Action item
Check every line of the data below for "match". Copy each one that has it.

Saved entries
-=-=-=-=-

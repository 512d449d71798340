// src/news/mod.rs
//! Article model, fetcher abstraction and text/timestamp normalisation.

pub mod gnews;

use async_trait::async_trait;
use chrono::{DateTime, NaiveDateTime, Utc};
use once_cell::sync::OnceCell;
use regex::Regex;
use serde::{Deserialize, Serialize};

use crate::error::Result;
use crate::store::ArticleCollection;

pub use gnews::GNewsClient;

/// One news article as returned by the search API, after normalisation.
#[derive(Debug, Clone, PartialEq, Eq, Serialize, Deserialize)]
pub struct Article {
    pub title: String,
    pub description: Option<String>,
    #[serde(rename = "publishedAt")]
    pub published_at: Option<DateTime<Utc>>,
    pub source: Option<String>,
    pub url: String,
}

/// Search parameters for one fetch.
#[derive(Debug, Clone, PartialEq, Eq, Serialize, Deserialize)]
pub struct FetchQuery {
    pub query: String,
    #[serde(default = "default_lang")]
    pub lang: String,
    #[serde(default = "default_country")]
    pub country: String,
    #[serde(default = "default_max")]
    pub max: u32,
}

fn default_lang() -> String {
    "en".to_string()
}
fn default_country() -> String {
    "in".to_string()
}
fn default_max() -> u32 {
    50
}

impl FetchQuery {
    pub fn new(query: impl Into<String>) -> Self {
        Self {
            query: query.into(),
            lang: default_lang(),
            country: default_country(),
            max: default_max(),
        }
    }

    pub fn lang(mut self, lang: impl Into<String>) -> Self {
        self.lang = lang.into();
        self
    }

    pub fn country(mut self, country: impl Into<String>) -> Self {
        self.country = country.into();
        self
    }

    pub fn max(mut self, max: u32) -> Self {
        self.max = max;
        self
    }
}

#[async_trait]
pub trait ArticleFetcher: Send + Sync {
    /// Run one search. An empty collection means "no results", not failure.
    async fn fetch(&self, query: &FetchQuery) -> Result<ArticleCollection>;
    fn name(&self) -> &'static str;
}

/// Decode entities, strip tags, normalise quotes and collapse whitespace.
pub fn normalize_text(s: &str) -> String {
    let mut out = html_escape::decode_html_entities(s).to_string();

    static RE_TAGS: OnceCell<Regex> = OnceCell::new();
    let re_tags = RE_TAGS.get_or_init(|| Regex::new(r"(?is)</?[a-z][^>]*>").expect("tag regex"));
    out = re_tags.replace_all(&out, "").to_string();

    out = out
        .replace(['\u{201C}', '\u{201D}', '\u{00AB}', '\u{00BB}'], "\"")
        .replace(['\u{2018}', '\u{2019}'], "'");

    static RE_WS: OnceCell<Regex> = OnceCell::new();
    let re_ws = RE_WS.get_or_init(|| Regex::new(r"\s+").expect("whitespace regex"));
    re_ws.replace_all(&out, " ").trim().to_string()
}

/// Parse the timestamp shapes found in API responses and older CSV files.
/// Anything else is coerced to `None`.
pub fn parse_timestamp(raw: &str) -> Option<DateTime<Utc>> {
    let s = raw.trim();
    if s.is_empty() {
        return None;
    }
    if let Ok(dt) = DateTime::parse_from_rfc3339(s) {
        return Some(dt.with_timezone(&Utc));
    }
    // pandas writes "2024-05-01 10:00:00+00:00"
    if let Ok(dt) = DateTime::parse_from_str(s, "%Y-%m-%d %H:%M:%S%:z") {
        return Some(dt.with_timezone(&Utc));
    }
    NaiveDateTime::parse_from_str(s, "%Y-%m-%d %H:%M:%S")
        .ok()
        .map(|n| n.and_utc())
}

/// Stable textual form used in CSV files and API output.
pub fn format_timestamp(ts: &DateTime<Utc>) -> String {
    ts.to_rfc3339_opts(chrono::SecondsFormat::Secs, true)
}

-=-=-=-=-

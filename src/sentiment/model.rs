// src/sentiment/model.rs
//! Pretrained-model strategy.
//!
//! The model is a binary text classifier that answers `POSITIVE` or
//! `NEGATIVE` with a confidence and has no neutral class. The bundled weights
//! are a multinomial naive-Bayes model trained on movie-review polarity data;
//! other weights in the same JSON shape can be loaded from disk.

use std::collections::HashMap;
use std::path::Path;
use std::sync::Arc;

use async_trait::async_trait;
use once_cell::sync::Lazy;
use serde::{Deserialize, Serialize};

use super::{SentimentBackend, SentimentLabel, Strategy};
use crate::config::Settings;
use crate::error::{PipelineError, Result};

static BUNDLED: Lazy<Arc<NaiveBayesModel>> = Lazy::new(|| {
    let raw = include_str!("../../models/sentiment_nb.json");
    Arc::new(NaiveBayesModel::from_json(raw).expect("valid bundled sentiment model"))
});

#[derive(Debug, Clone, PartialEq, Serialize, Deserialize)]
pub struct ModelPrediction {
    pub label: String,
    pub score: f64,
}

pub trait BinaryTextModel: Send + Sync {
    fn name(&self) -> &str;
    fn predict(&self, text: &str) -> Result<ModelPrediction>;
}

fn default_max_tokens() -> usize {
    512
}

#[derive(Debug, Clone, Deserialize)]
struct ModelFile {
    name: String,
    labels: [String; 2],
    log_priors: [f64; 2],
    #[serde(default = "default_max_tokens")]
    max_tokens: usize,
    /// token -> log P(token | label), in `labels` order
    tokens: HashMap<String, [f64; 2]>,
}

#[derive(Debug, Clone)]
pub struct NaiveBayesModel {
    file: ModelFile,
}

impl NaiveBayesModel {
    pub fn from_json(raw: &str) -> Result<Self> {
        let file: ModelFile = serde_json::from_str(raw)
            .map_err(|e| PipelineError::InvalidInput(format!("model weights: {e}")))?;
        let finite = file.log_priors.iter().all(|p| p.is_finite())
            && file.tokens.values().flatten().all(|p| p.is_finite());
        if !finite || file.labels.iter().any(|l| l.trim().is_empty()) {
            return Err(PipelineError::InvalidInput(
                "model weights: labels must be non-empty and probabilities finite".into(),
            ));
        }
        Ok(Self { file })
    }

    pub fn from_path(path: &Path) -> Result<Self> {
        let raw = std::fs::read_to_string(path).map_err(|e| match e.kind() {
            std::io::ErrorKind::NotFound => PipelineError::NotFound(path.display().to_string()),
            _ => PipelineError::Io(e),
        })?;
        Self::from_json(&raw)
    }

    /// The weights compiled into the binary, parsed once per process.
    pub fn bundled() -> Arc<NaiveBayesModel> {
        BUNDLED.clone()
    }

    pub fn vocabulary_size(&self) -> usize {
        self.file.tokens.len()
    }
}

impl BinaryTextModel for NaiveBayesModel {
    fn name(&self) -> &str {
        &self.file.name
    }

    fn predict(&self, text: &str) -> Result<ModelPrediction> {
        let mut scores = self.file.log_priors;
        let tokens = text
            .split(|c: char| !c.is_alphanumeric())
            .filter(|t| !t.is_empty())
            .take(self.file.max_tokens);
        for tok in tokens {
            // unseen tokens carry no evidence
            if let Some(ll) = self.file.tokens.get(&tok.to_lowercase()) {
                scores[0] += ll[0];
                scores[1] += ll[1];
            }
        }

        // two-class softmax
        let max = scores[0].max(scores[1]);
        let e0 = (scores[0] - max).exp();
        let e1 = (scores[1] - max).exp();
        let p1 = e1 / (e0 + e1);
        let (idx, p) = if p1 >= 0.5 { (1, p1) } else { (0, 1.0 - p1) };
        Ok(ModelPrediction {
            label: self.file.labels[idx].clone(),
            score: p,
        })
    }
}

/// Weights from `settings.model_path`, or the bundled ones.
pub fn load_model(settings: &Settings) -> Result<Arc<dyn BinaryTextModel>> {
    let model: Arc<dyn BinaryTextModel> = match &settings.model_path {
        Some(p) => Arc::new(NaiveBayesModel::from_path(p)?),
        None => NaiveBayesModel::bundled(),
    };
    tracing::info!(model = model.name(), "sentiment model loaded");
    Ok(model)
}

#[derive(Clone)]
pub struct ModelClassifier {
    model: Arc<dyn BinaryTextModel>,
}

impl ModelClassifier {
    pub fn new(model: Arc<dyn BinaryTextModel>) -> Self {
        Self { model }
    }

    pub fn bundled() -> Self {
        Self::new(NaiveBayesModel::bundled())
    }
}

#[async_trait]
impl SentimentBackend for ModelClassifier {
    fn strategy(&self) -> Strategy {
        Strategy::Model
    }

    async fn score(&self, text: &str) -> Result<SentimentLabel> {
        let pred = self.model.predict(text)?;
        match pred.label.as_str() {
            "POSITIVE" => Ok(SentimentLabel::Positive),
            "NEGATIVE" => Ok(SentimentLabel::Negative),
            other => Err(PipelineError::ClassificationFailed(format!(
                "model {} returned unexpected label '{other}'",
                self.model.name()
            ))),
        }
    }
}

-=-=-=-=-

Expected output
        let raw = std::fs::read_to_string(path).map_err(|e| match e.kind() {
    let model: Arc<dyn BinaryTextModel> = match &settings.model_path {
        match pred.label.as_str() {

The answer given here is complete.